Le Nouvel Automobiliste
Renault Clio V 2019

Essai Renault Clio V 1,0 TCe 100 Intens : La SuperClio

Le grand duel Clio / 208 est relancé en 2019 par le renouvellement des deux protagonistes coup sur coup, présentées toutes deux au dernier Salon de Genève. Premier à dégainer son modèle de série en concession, Renault qui dès ce mois de juin lance sa Clio, cinquième du nom. Si d’extérieur elle semble peu évoluer, il n’en est rien à l’intérieur où la qualité progresse au point d’en faire la nouvelle référence du segment, ni du côté des moteurs et des trains roulants, grâce à une inédite plateforme CMF-B. Premiers tours de roues aujourd’hui avec la version essence 1,0 l 100 ch qui devrait représenter une large partie des ventes, en finition supérieure Intens.

Renault Clio V : Plus nouvelle qu’il n’y paraît

Proportions, volumes, modelés : la Clio V ressemble il est vrai beaucoup à la Clio IV. Une continuité rare chez Renault, qui est davantage coutumier des révolutions de style à chaque génération. Il faut comprendre la stratégie suivie par le Losange : la Clio IV se vend toujours très bien, et a réalisé en 2018 sa meilleure année commerciale. Dès lors, changer, pour quoi faire ?
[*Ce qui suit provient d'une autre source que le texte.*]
//! Application configuration management.

use serde::Deserialize;

/// Application configuration.
#[derive(Debug, Clone, Deserialize)]
pub struct AppConfig {
    /// Server configuration.
    #[serde(default)]
    pub server: ServerConfig,
    /// Database configuration.
    pub database: DatabaseConfig,
    /// JWT configuration.
    pub jwt: JwtSettings,
    /// Payment gateway configuration.
    #[serde(default)]
    pub paystack: PaystackConfig,
    /// Fee accounting configuration.
    #[serde(default)]
    pub fees: FeesConfig,
}

/// Server configuration.
#[derive(Debug, Clone, Deserialize)]
pub struct ServerConfig {
    /// Host to bind to.
    #[serde(default = "default_host")]
    pub host: String,
    /// Port to listen on.
    #[serde(default = "default_port")]
    pub port: u16,
}

impl Default for ServerConfig {
    fn default() -> Self {
        Self {
            host: default_host(),
            port: default_port(),
        }
    }
}

fn default_host() -> String {
    "0.0.0.0".to_string()
}

fn default_port() -> u16 {
    8080
}

/// Database configuration.
#[derive(Debug, Clone, Deserialize)]
pub struct DatabaseConfig {
    /// Database connection URL.
    pub url: String,
    /// Maximum number of connections in the pool.
    #[serde(default = "default_max_connections")]
    pub max_connections: u32,
    /// Minimum number of connections in the pool.
    #[serde(default = "default_min_connections")]
    pub min_connections: u32,
}

fn default_max_connections() -> u32 {
    10
}

fn default_min_connections() -> u32 {
    1
}

/// JWT settings as read from configuration.
#[derive(Debug, Clone, Deserialize)]
pub struct JwtSettings {
    /// Secret key for signing tokens.
    pub secret: String,
    /// Access token expiration in seconds.
    #[serde(default = "default_access_token_expiry")]
    pub access_token_expiry_secs: u64,
}

fn default_access_token_expiry() -> u64 {
    3600 // 1 hour
}

/// Paystack-compatible gateway configuration.
#[derive(Debug, Clone, Deserialize)]
pub struct PaystackConfig {
    /// Secret key sent as bearer token.
    #[serde(default)]
    pub secret_key: String,
    /// Gateway base URL.
    #[serde(default = "default_paystack_base_url")]
    pub base_url: String,
    /// URL the gateway redirects to after checkout.
    #[serde(default)]
    pub callback_url: Option<String>,
    /// Request timeout in seconds.
    #[serde(default = "default_gateway_timeout")]
    pub timeout_secs: u64,
}

impl Default for PaystackConfig {
    fn default() -> Self {
        Self {
            secret_key: String::new(),
            base_url: default_paystack_base_url(),
            callback_url: None,
            timeout_secs: default_gateway_timeout(),
        }
    }
}

fn default_paystack_base_url() -> String {
    "https://api.paystack.co".to_string()
}

fn default_gateway_timeout() -> u64 {
    15
}

/// Fee accounting configuration.
#[derive(Debug, Clone, Deserialize)]
pub struct FeesConfig {
    /// Substring that marks a manual income category as fee-related.
    #[serde(default = "default_category_marker")]
    pub category_marker: String,
}

impl Default for FeesConfig {
    fn default() -> Self {
        Self {
            category_marker: default_category_marker(),
        }
    }
}

fn default_category_marker() -> String {
    "Fee".to_string()
}

impl AppConfig {
    /// Loads configuration from environment and config files.
    ///
    /// # Errors
    ///
    /// Returns an error if configuration cannot be loaded.
    pub fn load() -> Result<Self, config::ConfigError> {
        let run_mode = std::env::var("RUN_MODE").unwrap_or_else(|_| "development".to_string());

        let config = config::Config::builder()
            .add_source(config::File::with_name("config/default").required(false))
            .add_source(config::File::with_name(&format!("config/{run_mode}")).required(false))
            .add_source(config::Environment::with_prefix("SCHOLARIS").separator("__"))
            .build()?;

        config.try_deserialize()
    }
}

#[cfg(test)]
mod tests {
    use super::*;

    #[test]
    fn test_load_from_environment() {
        temp_env::with_vars(
            [
                ("SCHOLARIS__DATABASE__URL", Some("postgres://localhost/scholaris")),
                ("SCHOLARIS__JWT__SECRET", Some("secret")),
                ("SCHOLARIS__FEES__CATEGORY_MARKER", Some("Tuition")),
            ],
            || {
                let config = AppConfig::load().unwrap();
                assert_eq!(config.database.url, "postgres://localhost/scholaris");
                assert_eq!(config.jwt.secret, "secret");
                assert_eq!(config.fees.category_marker, "Tuition");
                assert_eq!(config.server.port, 8080);
                assert_eq!(config.paystack.base_url, "https://api.paystack.co");
                assert_eq!(config.paystack.timeout_secs, 15);
            },
        );
    }

    #[test]
    fn test_defaults() {
        assert_eq!(FeesConfig::default().category_marker, "Fee");
        assert_eq!(ServerConfig::default().host, "0.0.0.0");
        assert!(PaystackConfig::default().callback_url.is_none());
    }
}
Extérieurement, même si vous l’avez déjà découverte dans nos colonnes, revenons sur les points majeurs de cette évolution : un style simplifié avec un contour de vitrage chromé et des ajustements de carrosserie resserrés ; les optiques avant, 100 % LED sur toute la gamme (visibilité accrue de 70 m), en forme de C avec un contour lumineux pour les feux de jour ; des feux arrière 100 % LED également et qui se prolongent sur le hayon façon Scénic ; et un jonc chromé ou satiné en bas de portière, signé Clio. Trois allures sont possibles : RS Line avec une bouclier imitant la F1 ; Intens, à l’essai ici ; et Initiale Paris avec un bouclier spécifique badgé à ce nom.

En longueur, la Clio V est plus compacte à 4,05 m, contre 4,06 m auparavant : les 12 mm d’écart par rapport à la Clio IV ont été gagnés sur le seul porte-à-faux avant -l’empattement demeure le même. Le capot se fait plus court, au bénéfice de l’espace à bord et notamment du coffre, qui passe de 300 litres à 391 litres soit le nouveau record de la catégorie. D’après Laurence Bechon, directrice du programme Clio, « c’est grâce au travail dès le début du projet sur maquette digitale 3D de la voiture et de la plateforme que l’on a pu avancer vite et gagner partout où c’était possible des millimètres pour la vie à bord ».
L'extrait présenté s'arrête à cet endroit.